No room for failure, NHIS must succeed - Sylvester Mensah

NDC flagbearer hopeful and former Chief Executive of the National Health Insurance Authority (NHIA), Sylvester Mensah, has said his tenure at the NHIA should be viewed as one that gave permanency to the Scheme and placed it on the international stage.

According to him his tenure saw a remarkable growth in key performance indicators such as membership and utilization.

Speaking on Citi TV’s Face-to-Face program on Tuesday, Mr. Mensah said the government must support the Scheme to deliver on its objective.

“What is left now is for the NPP government to ensure that it provides the requisite funding that would move the health insurance scheme to a completely different level. Our expectation is that no government fails, the Health insurance scheme must succeed,” he said.

According to the National Health Insurance Authority (NHIA) CEO, Dr.
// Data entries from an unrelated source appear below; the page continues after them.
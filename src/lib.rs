
#![no_std]

#[cfg(test)]
extern crate std;

pub mod timer;

pub mod error;

pub mod config;

pub mod buffer;

pub mod addr;

pub mod tlv;

pub mod coap;

pub mod neighbor;

pub mod mac;

pub mod sixlo;

pub mod forwarder;

pub mod resolver;

pub mod leader;

pub mod netif;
Samuel Annor, the National Health Insurance Scheme (NHIS) faces collapse if the financial challenges are not addressed.

NIHA CEO, Dr. Samuel Annor

Responding to concerns from Health Insurance Providers Association that the NHIS would be dead in a year’s time, Dr. Annor said: “I wouldn’t say die but we would not be rendering the service we are supposed to render.”
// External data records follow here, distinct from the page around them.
//! Installer profile
//!
//! The `\0CONFIG` segment carries the product identity the runtime needs:
//! names for the registration record, the updater sibling file, the
//! persisted-state file, and the user-data prefixes the planner must
//! never touch. Paths in `user_data_paths` may reference `${variables}`
//! resolved against a substitution map at scan time.

use std::collections::HashMap;

use serde::{Deserialize, Serialize};

use crate::error::Result;

/// Default name of the persisted per-install manifest
fn default_metadata_name() -> String {
    ".metadata.json".to_string()
}

/// Default file name of the updater sibling
fn default_updater_name() -> String {
    "updater.exe".to_string()
}

/// Product configuration embedded in every package
#[derive(Debug, Clone, Serialize, Deserialize, PartialEq, Eq)]
pub struct InstallerProfile {
    /// Display name of the product
    pub name: String,
    /// Registration key the finalizer writes under
    #[serde(default)]
    pub reg_name: Option<String>,
    /// Publisher shown in the registration record
    #[serde(default)]
    pub publisher: Option<String>,
    /// File name of the updater executable inside the install dir
    #[serde(default = "default_updater_name")]
    pub updater_name: String,
    /// Name of the persisted manifest inside the install dir
    #[serde(default = "default_metadata_name")]
    pub metadata_name: String,
    /// Prefixes (after `${variable}` substitution) preserved across updates
    #[serde(default)]
    pub user_data_paths: Vec<String>,
}

impl InstallerProfile {
    /// Parse a profile from the `\0CONFIG` segment payload
    pub fn from_json(bytes: &[u8]) -> Result<Self> {
        Ok(serde_json::from_slice(bytes)?)
    }

    /// Serialize for embedding
    pub fn to_json(&self) -> Result<Vec<u8>> {
        Ok(serde_json::to_vec(self)?)
    }

    /// User-data prefixes with `${variable}` references substituted
    pub fn resolved_user_data_paths(&self, vars: &HashMap<String, String>) -> Vec<String> {
        self.user_data_paths
            .iter()
            .map(|p| substitute(p, vars))
            .map(|p| kachina_format::paths::normalize(&p))
            .collect()
    }
}

fn substitute(input: &str, vars: &HashMap<String, String>) -> String {
    let mut out = input.to_string();
    for (key, value) in vars {
        out = out.replace(&format!("${{{key}}}"), value);
    }
    out
}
The NHIA CEO has long held that the scheme had run out of funds to operate.
“Between 2009 and now, we have just been piling debts,” Dr. Annor said of the NHIS.

As a result, the scheme may be dysfunctional come 2019.

“Unauthorized payments will continue, people being turned away or being asked to go and buy drugs or some health things that they will need for care would also continue… all these things will continue unless we solve the financing situation.”

As it stands now, the NHIS has GHc1.2 billion to look after 11 million Ghanaians. This works up to about GHc 110 per person

However, Dr. Annor noted that the ideal is $86 dollars per person a year but “we are way short of what is expected and that is why the scheme is wobbling.”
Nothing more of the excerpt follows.